* [Work task]: Extract all lines that hold "hash" from the records below.

* [Material to process]:
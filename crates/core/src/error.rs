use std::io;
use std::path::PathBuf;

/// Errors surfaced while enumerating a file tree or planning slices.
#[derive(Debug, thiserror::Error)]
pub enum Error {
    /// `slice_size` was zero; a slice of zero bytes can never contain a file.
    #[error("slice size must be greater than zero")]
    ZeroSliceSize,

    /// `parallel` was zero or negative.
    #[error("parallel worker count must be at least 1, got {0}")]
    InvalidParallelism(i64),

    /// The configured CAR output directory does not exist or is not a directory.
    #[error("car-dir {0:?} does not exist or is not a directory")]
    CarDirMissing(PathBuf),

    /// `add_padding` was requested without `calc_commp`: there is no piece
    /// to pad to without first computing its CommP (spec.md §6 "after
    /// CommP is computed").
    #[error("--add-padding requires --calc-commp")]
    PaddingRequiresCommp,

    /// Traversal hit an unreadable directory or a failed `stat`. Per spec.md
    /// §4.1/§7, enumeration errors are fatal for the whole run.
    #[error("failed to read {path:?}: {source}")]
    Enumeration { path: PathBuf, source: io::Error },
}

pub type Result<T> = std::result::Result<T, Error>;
...
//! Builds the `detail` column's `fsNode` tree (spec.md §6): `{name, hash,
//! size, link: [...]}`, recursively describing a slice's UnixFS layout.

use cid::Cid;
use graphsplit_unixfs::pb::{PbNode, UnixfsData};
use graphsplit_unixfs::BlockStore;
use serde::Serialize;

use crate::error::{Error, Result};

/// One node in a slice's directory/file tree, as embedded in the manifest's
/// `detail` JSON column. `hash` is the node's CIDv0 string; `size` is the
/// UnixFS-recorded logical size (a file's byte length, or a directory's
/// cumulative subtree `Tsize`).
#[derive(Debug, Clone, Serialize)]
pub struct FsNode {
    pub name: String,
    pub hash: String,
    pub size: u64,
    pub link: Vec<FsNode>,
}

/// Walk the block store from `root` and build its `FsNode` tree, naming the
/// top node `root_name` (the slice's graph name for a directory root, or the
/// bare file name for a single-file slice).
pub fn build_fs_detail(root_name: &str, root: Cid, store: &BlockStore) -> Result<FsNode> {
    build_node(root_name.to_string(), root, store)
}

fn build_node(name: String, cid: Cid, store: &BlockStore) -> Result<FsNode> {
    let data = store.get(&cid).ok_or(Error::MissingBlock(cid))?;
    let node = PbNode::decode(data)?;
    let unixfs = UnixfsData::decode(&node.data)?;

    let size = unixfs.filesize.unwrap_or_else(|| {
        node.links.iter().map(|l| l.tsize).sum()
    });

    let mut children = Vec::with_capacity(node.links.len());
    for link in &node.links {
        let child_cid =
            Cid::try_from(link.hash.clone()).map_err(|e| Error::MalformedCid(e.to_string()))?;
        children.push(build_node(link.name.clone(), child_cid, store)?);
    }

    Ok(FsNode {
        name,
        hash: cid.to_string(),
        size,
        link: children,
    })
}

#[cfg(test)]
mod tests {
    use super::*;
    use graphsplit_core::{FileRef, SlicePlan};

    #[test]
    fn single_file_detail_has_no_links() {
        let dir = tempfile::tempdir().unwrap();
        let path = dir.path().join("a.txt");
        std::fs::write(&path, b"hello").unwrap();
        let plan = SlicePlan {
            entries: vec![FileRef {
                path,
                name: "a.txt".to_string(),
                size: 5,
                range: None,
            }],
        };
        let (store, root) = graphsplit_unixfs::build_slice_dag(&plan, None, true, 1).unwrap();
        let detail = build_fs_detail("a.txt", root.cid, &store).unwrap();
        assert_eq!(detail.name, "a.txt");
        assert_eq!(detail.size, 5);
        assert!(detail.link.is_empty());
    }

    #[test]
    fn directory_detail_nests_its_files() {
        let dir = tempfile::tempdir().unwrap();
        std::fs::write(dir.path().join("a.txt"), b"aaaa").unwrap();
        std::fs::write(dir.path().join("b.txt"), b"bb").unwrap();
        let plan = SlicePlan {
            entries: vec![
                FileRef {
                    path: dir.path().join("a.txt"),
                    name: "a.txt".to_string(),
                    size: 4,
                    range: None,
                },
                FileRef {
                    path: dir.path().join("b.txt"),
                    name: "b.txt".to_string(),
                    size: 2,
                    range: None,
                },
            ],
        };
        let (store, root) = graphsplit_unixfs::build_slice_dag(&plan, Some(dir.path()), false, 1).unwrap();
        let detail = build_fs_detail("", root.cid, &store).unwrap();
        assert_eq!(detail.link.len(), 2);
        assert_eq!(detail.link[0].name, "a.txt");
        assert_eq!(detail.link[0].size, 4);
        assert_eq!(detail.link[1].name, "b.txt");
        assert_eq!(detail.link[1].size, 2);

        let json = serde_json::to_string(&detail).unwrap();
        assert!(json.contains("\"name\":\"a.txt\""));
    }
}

* [Reply to the exercise]:
//! Builds the `detail` column's `fsNode` tree (spec.md §6): `{name, hash,
/// `detail` JSON column. `hash` is the node's CIDv0 string; `size` is the
    pub hash: String,
            Cid::try_from(link.hash.clone()).map_err(|e| Error::MalformedCid(e.to_string()))?;
        hash: cid.to_string(),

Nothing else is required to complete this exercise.